Early B Cell Factor 2 Regulates Hematopoietic Stem Cell Homeostasis in a Cell-Nonautonomous Manner. Mus musculus

Hematopoiesis requires the interaction of hematopoietic stem cells (HSCs) with various stromal microenvironments. Here, we examine the role of early B cell factor 2 (Ebf2), a transcription factor expressed in a subset of immature osteoblastic cells. Ebf2-/- mice show decreased frequencies of HSCs and lineage-committed progenitors. This defect is cell nonautonomous, as shown by the fact that transplantation of Ebf2-deficient bone marrow into wild-type hosts results in normal hematopoiesis. In coculture experiments, Ebf2 Ebf2-/-osteoblastic cells have reduced potential to support short-term proliferation of HSCs. Expression profiling of sorted Ebf2-/- osteoblastic cells indicated that several genes implicated in the maintenance of HSCs are downregulated relative to Ebf2+/- cells, whereas genes encoding secreted frizzled-related proteins are upregulated.

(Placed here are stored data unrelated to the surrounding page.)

//! Item bank domain types.
//!
//! An [`Item`] is one stimulus a respondent can be shown. Items are built once
//! by the corpus loader and never mutated afterwards; pools move them around
//! by value.

use serde::{Deserialize, Serialize};

use crate::assets::AssetRefs;

/// Stable identity of an item: the source it came from and its item number.
#[derive(Debug, Clone, PartialEq, Eq, Hash, PartialOrd, Ord, Serialize, Deserialize)]
pub struct ItemId {
    pub source: String,
    pub number: u32,
}

impl ItemId {
    pub fn new(source: impl Into<String>, number: u32) -> Self {
        Self {
            source: source.into(),
            number,
        }
    }
}

impl std::fmt::Display for ItemId {
    fn fmt(&self, f: &mut std::fmt::Formatter<'_>) -> std::fmt::Result {
        write!(f, "{}-{}", self.source, self.number)
    }
}

/// Label grouping items by question format.
///
/// Used for skip bookkeeping and response history.
#[derive(Debug, Clone, PartialEq, Eq, Hash, PartialOrd, Ord, Serialize, Deserialize)]
#[serde(transparent)]
pub struct TrialType(String);

impl TrialType {
    pub fn new(label: impl Into<String>) -> Self {
        Self(label.into())
    }

    pub fn as_str(&self) -> &str {
        &self.0
    }

    /// Instruction screens carry this trial type in addition to their stage.
    pub fn is_instructions(&self) -> bool {
        self.0 == "instructions"
    }
}

impl From<&str> for TrialType {
    fn from(s: &str) -> Self {
        Self(s.to_string())
    }
}

impl From<String> for TrialType {
    fn from(s: String) -> Self {
        Self(s)
    }
}

impl std::fmt::Display for TrialType {
    fn fmt(&self, f: &mut std::fmt::Formatter<'_>) -> std::fmt::Result {
        f.write_str(&self.0)
    }
}

/// Classification of an item within a session.
#[derive(Debug, Clone, Copy, PartialEq, Eq, Hash, Serialize, Deserialize)]
#[serde(rename_all = "snake_case")]
pub enum AssessmentStage {
    Instructions,
    Practice,
    Test,
}

impl AssessmentStage {
    /// Parse the stage spellings found in item banks.
    ///
    /// Unknown or empty values are treated as test items.
    pub fn parse(raw: &str) -> Self {
        match raw.trim().to_ascii_lowercase().as_str() {
            "instructions" | "instruction" => Self::Instructions,
            "practice" | "practice_response" => Self::Practice,
            _ => Self::Test,
        }
    }

    pub fn as_str(&self) -> &'static str {
        match self {
            Self::Instructions => "instructions",
            Self::Practice => "practice",
            Self::Test => "test",
        }
    }

    pub fn is_test(&self) -> bool {
        matches!(self, Self::Test)
    }
}

impl std::fmt::Display for AssessmentStage {
    fn fmt(&self, f: &mut std::fmt::Formatter<'_>) -> std::fmt::Result {
        f.write_str(self.as_str())
    }
}

/// Item response theory parameters attached to an item.
///
/// `difficulty` is `None` for unnormed items; those are never used for
/// ability estimation.
#[derive(Debug, Clone, Copy, PartialEq, Serialize, Deserialize)]
pub struct IrtParams {
    /// Discrimination (a).
    pub discrimination: f64,
    /// Difficulty (b).
    pub difficulty: Option<f64>,
    /// Guessing / chance level (c).
    pub guessing: f64,
    /// Upper asymptote (d).
    pub upper: f64,
}

impl Default for IrtParams {
    fn default() -> Self {
        Self {
            discrimination: 1.0,
            difficulty: None,
            guessing: 0.0,
            upper: 1.0,
        }
    }
}

impl IrtParams {
    /// Build parameters from a difficulty. NaN and infinite difficulties
    /// mean "unnormed".
    pub fn with_difficulty(difficulty: f64) -> Self {
        Self {
            difficulty: difficulty.is_finite().then_some(difficulty),
            ..Self::default()
        }
    }

    pub fn is_normed(&self) -> bool {
        self.difficulty.is_some_and(f64::is_finite)
    }

    /// Copy with every non-finite parameter replaced by its default.
    pub fn sanitized(&self) -> Self {
        let defaults = Self::default();
        let or_default = |v: f64, default: f64| if v.is_finite() { v } else { default };
        Self {
            discrimination: or_default(self.discrimination, defaults.discrimination),
            difficulty: self.difficulty.filter(|b| b.is_finite()),
            guessing: or_default(self.guessing, defaults.guessing),
            upper: or_default(self.upper, defaults.upper),
        }
    }
}

/// Raw stimulus payload.
#[derive(Debug, Clone, PartialEq, Serialize, Deserialize)]
#[serde(untagged)]
pub enum ItemPayload {
    Text(String),
    Numbers(Vec<f64>),
}

impl ItemPayload {
    pub fn as_text(&self) -> Option<&str> {
        match self {
            Self::Text(s) => Some(s),
            Self::Numbers(_) => None,
        }
    }
}

/// Correct answer of an item, numeric where the source value parses as one.
#[derive(Debug, Clone, PartialEq, Serialize, Deserialize)]
#[serde(untagged)]
pub enum Answer {
    Number(f64),
    Text(String),
}

impl std::fmt::Display for Answer {
    fn fmt(&self, f: &mut std::fmt::Formatter<'_>) -> std::fmt::Result {
        match self {
            Self::Number(n) => write!(f, "{}", n),
            Self::Text(s) => f.write_str(s),
        }
    }
}

/// One stimulus of the item bank.
#[derive(Debug, Clone, PartialEq, Serialize, Deserialize)]
pub struct Item {
    pub id: ItemId,
    pub task: String,
    pub trial_type: TrialType,
    pub stage: AssessmentStage,
    pub block_index: Option<u32>,
    pub prompt: Option<String>,
    pub payload: ItemPayload,
    pub images: Vec<String>,
    pub audio_file: Option<String>,
    pub answer: Option<Answer>,
    pub distractors: Vec<String>,
    pub time_limit_ms: Option<u64>,
    pub irt: IrtParams,
    /// Asset keys referenced by this item, resolved at load time.
    pub assets: AssetRefs,
}

impl Item {
    pub fn difficulty(&self) -> Option<f64> {
        self.irt.difficulty.filter(|b| b.is_finite())
    }

    pub fn is_normed(&self) -> bool {
        self.irt.is_normed()
    }

    pub fn is_instruction_or_practice(&self) -> bool {
        matches!(
            self.stage,
            AssessmentStage::Instructions | AssessmentStage::Practice
        )
    }

    /// Items that take part in type-preserving randomization.
    pub fn is_stimulus(&self) -> bool {
        self.stage.is_test() && !self.trial_type.is_instructions()
    }
}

Moreover, HSCs from Ebf2-/- mice and wild-type HSCs cocultured with Ebf2-/- osteoblastic cells show reduced Wnt responses. Thus, Ebf2 acts as a transcriptional determinant of an osteoblastic niche that regulates the maintenance of hematopoietic progenitors, in part by modulating Wnt signaling. Overall design: Osteoblastic cells from tibia and femur of Ebf2 heterozygous and knockout mice (n=3 each) were loaded with FDG, FACS sorted and total RNA was isolated. cDNA was synthesised using the One-Cycle cDNA Synthesis Kit (Affymetrix), and labeled cRNA was synthesized by transcription in vitro, using the IVT labelling kit (Affymetrix). The labeled RNA was fragmented and hybridized to GeneChip® Mouse genome 430 2.0 arrays (GPL1261), according to the manufacturer’s instructions.